#### Records provided
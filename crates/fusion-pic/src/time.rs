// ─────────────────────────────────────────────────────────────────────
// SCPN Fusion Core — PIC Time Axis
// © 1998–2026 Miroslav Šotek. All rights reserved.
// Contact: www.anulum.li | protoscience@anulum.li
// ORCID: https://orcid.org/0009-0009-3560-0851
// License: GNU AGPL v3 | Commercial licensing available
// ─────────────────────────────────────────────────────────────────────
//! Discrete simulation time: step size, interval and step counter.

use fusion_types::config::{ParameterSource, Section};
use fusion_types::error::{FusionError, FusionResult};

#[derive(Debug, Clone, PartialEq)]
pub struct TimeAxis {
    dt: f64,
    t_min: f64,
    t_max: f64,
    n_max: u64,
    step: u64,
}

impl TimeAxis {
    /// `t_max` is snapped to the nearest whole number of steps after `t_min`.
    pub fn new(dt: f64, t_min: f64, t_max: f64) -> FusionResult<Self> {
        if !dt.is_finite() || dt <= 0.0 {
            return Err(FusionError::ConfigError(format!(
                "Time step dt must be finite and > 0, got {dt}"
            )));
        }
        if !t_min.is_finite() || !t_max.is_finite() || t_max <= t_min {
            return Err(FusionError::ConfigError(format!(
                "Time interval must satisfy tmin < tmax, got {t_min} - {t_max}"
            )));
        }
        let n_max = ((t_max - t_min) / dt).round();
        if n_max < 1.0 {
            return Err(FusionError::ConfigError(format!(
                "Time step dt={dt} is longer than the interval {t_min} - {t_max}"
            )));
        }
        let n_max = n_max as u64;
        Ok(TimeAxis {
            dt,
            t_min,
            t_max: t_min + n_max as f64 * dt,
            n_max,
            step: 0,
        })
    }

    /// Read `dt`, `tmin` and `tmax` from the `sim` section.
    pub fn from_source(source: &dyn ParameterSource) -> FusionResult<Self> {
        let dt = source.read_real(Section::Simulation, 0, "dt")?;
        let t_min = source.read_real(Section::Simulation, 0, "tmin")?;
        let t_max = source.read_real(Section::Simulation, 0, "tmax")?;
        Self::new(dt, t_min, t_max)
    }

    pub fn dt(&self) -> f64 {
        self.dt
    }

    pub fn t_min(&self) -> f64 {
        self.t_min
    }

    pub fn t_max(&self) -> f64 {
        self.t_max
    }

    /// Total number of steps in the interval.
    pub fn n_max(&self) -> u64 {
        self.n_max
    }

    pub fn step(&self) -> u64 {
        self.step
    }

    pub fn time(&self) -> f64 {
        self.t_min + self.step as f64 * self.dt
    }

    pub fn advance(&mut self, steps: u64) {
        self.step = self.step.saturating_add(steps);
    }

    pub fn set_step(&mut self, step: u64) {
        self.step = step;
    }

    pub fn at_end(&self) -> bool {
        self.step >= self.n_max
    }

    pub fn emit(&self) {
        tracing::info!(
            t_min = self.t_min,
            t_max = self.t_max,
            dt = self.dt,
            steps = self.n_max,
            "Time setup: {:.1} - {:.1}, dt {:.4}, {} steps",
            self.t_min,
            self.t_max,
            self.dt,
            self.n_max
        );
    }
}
########
#### Records provided
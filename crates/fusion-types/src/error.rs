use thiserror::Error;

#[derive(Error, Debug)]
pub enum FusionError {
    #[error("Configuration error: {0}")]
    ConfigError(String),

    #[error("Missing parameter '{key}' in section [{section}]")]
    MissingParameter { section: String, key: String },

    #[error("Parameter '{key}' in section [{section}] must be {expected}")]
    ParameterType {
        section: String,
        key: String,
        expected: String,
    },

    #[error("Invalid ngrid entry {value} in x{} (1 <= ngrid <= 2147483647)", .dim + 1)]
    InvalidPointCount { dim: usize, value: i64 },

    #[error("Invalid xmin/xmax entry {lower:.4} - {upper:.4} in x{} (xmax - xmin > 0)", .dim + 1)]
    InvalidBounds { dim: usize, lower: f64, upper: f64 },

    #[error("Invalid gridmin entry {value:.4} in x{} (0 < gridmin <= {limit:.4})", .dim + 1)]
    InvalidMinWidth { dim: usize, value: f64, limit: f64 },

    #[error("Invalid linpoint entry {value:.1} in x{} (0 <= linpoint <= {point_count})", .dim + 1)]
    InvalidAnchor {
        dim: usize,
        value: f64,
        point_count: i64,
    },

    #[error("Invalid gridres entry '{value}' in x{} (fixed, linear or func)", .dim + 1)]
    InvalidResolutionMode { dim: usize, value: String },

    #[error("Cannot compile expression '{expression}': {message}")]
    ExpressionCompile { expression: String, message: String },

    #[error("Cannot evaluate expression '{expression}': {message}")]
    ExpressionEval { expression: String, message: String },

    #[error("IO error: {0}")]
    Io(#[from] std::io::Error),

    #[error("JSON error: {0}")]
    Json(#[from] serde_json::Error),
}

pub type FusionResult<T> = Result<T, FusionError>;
########
Pull every line containing "crates" out of the records.

Written reply >>
filename crates/fusion-pic/src/time.rs
filename crates/fusion-types/src/error.rs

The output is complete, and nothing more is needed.